In the ever-changing world of pop and rock, it’s an achievement to write and perform even one song that stays in the public consciousness. To do it again and again, and for those songs to keep on renewing themselves decade after decade while you continue to create new ones and perform all over the world, is rare indeed. But then singer, songwriter, master of the keyboards and recording artist Rod Argent is a rare talent.

As it stands in 2013, three of the classic songs that Rod wrote and helped to make hits as a member of the Zombies in the 1960s now have total airplay in America alone of some 14 million. The US performing rights body BMI says that Time Of The Season stands at nearly seven million, She’s Not There at 4.5m and Tell Her No is on 3m. If you spun them 14 million times back to back, that would represent about 80 years’ worth of continuous music.
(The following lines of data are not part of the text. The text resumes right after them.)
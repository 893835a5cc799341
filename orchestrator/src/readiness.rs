//! Bounded, fixed-interval readiness polling

use std::future::Future;
use std::time::Duration;

use tokio::time::Instant;
use tracing::{debug, warn};

use crate::errors::OrchestratorError;

/// What a single probe observed
#[derive(Debug, Clone, PartialEq, Eq)]
pub enum Probe {
    Ready,
    /// Not there yet; the message describes what was observed
    NotReady(String),
    /// Will never become ready; stop polling
    Failed(String),
}

/// Result of polling until ready
#[derive(Debug, Clone, PartialEq, Eq)]
pub enum WaitOutcome {
    Success,
    /// The deadline elapsed; carries the last `NotReady` observation
    Timeout(String),
    Failed(String),
}

impl WaitOutcome {
    /// Convert into a result, naming `what` was being waited for in errors
    pub fn into_result(self, what: &str) -> Result<(), OrchestratorError> {
        match self {
            WaitOutcome::Success => Ok(()),
            WaitOutcome::Timeout(last) => Err(OrchestratorError::Timeout(format!(
                "{} not ready before deadline (last observed: {})",
                what, last
            ))),
            WaitOutcome::Failed(reason) => Err(OrchestratorError::ProbeFailed(format!(
                "{}: {}",
                what, reason
            ))),
        }
    }
}

/// Polling options
#[derive(Debug, Clone, Copy, PartialEq, Eq)]
pub struct ReadinessOptions {
    /// Fixed delay between probes
    pub interval: Duration,

    /// Total time allowed before giving up
    pub deadline: Duration,
}

impl ReadinessOptions {
    pub fn new(interval: Duration, deadline: Duration) -> Self {
        Self { interval, deadline }
    }
}

impl Default for ReadinessOptions {
    fn default() -> Self {
        Self {
            interval: Duration::from_secs(5),
            deadline: Duration::from_secs(300),
        }
    }
}

/// Evaluate `probe` until it is ready, fails, or the deadline elapses.
///
/// Probes run strictly one at a time. `Failed` ends the wait immediately.
/// The sleep between probes goes through `sleep_fn`.
pub async fn wait_until<P, PF, S, SF>(
    options: &ReadinessOptions,
    mut probe: P,
    sleep_fn: S,
) -> WaitOutcome
where
    P: FnMut() -> PF,
    PF: Future<Output = Probe>,
    S: Fn(Duration) -> SF,
    SF: Future<Output = ()>,
{
    let started = Instant::now();
    let mut attempts: u32 = 0;

    loop {
        attempts += 1;
        match probe().await {
            Probe::Ready => {
                debug!("Ready after {} probe(s) in {:?}", attempts, started.elapsed());
                return WaitOutcome::Success;
            }
            Probe::Failed(reason) => {
                warn!("Probe failed terminally after {} probe(s): {}", attempts, reason);
                return WaitOutcome::Failed(reason);
            }
            Probe::NotReady(observed) => {
                let elapsed = started.elapsed();
                if elapsed >= options.deadline {
                    warn!(
                        "Gave up after {} probe(s) in {:?}: {}",
                        attempts, elapsed, observed
                    );
                    return WaitOutcome::Timeout(observed);
                }
                debug!("Not ready (probe {}): {}", attempts, observed);
                let remaining = options.deadline - elapsed;
                sleep_fn(options.interval.min(remaining)).await;
            }
        }
    }
}

/// [`wait_until`] with the tokio timer
pub async fn wait_until_ready<P, PF>(options: &ReadinessOptions, probe: P) -> WaitOutcome
where
    P: FnMut() -> PF,
    PF: Future<Output = Probe>,
{
    wait_until(options, probe, tokio::time::sleep).await
}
Those and other gems in Argent’s songbook have accrued millions more plays around the world, and his work is always in incredible demand for use in commercials and films everywhere. But as much as he still loves to play those and other landmark compositions, as he and Colin Blunstone tour to global acclaim with the revitalised Zombies, Rod Argent is no history man.

For Rod, nearly 50 years after he first caught the world’s attention as a writer and performer, there are still so many new songs to write, records to make and gigs to play. 2013 sees him busier than ever with the Zombies, with three tours of the US alone and, when they can get some time among the constant requests for gigs, TV and radio appearances and interviews, the prospect of beginning a new band album, the follow-up to 2011’s warmly received Breathe Out, Breathe In, for 2014 release.

That album drew lavish praise far and wide, with the Huffington Post describing it as “inspired…this is the time of the season to check this gem out.” Uncut magazine were delighted to find Argent, Blunstone and their bandmates “find Zombie heaven again” and the Washington Times smartly described the Zombies as “the finest British band still touring that doesn’t have Mick Jagger as a frontman.”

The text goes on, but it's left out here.